======== GIVEN RECORDS

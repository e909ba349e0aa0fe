use super::HCEConfig;
use crate::hce::context::EvalContext;
use arrayvec::ArrayVec;
use cozy_chess::{get_pawn_attacks, BitBoard, Color, File, Piece, Rank, Square};

/// Doubled, isolated, backward and central pawns.
pub(super) fn structure(ctx: &EvalContext, color: Color, config: &HCEConfig) -> i16 {
    let my_pawns = ctx.pieces(color, Piece::Pawn);
    if my_pawns.is_empty() {
        return 0;
    }
    let enemy_pawns = ctx.pieces(!color, Piece::Pawn);

    let mut score = 0i16;

    for file in File::ALL {
        let count = (my_pawns & file.bitboard()).len();
        if count == 0 {
            continue;
        }

        match count {
            1 => {}
            2 => score -= config.doubled_pawn_penalty,
            _ => score -= config.tripled_pawn_penalty,
        }

        if (my_pawns & file.adjacent()).is_empty() {
            score -= config.isolated_pawn_penalty;
        }
    }

    for sq in my_pawns {
        if is_backward_pawn(sq, color, my_pawns, enemy_pawns) {
            score -= config.backward_pawn_penalty;
            if (enemy_pawns & sq.file().bitboard()).is_empty() {
                score -= config.backward_pawn_half_open_penalty;
            }
        }
    }

    // Pawns on both central files; mostly an opening concern
    if !(my_pawns & File::D.bitboard()).is_empty() && !(my_pawns & File::E.bitboard()).is_empty() {
        score += ctx.mg(config.center_pawn_bonus);
    }

    score
}

/// Passed pawns, with diminishing returns for each additional one.
pub(super) fn passed(ctx: &EvalContext, color: Color, config: &HCEConfig) -> i16 {
    let my_pawns = ctx.pieces(color, Piece::Pawn);
    if my_pawns.is_empty() {
        return 0;
    }
    let enemy_pawns = ctx.pieces(!color, Piece::Pawn);

    let mut bonuses = ArrayVec::<i16, 8>::new();
    for sq in my_pawns {
        if !(enemy_pawns & PASSED_PAWN_MASKS[color as usize][sq as usize]).is_empty() {
            continue;
        }
        let steps = sq.rank().relative_to(color) as i16 - 1;
        if steps > 0 {
            let bonus = config.passed_pawn_linear * steps + config.passed_pawn_quadratic * steps * steps;
            let _ = bonuses.try_push(bonus);
        }
    }

    bonuses.sort_unstable_by(|a, b| b.cmp(a));
    bonuses
        .iter()
        .enumerate()
        .map(|(idx, bonus)| bonus / (idx as i16 + 1))
        .sum()
}

// https://www.chessprogramming.org/Backward_Pawn
// No friendly pawn on an adjacent file is level with or behind it, and an enemy
// pawn controls its stop square.
fn is_backward_pawn(sq: Square, color: Color, my_pawns: BitBoard, enemy_pawns: BitBoard) -> bool {
    let neighbours = my_pawns & sq.file().adjacent();
    if neighbours.is_empty() {
        // Isolated, handled separately
        return false;
    }

    let rank = sq.rank().relative_to(color) as usize;
    let supported = neighbours
        .into_iter()
        .any(|pawn| pawn.rank().relative_to(color) as usize <= rank);
    if supported || rank >= 7 {
        return false;
    }

    let stop_rank = Rank::index(rank + 1).relative_to(color);
    let stop = Square::new(sq.file(), stop_rank);
    !(get_pawn_attacks(stop, color) & enemy_pawns).is_empty()
}

/// Pre-computed passed-pawn masks: [color][square].
pub const PASSED_PAWN_MASKS: [[BitBoard; 64]; 2] = {
    let mut table = [[BitBoard::EMPTY; 64]; 2];
    let mut idx = 0;
    while idx < 64 {
        let file = (idx % 8) as i8;
        let rank = (idx / 8) as i8;
        table[Color::White as usize][idx] = BitBoard(front_span(rank, file, 1));
        table[Color::Black as usize][idx] = BitBoard(front_span(rank, file, -1));
        idx += 1;
    }
    table
};

/// Squares on the pawn's file and both neighbours, strictly ahead of it.
const fn front_span(mut rank: i8, file: i8, step: i8) -> u64 {
    let mut mask = 0u64;
    rank += step;
    while rank >= 0 && rank < 8 {
        let mut f = file - 1;
        while f <= file + 1 {
            if f >= 0 && f < 8 {
                mask |= 1u64 << ((rank as u64) * 8 + f as u64);
            }
            f += 1;
        }
        rank += step;
    }
    mask
}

================

--- PROBLEM ---
Nothing but the lines from the start of the data through the line holding "and central pawns." should be restated, and each one exactly.

--- FINAL ANSWER ---
repository e909ba349e0aa0fe
use super::HCEConfig;
use crate::hce::context::EvalContext;
use arrayvec::ArrayVec;
use cozy_chess::{get_pawn_attacks, BitBoard, Color, File, Piece, Rank, Square};

/// Doubled, isolated, backward and central pawns.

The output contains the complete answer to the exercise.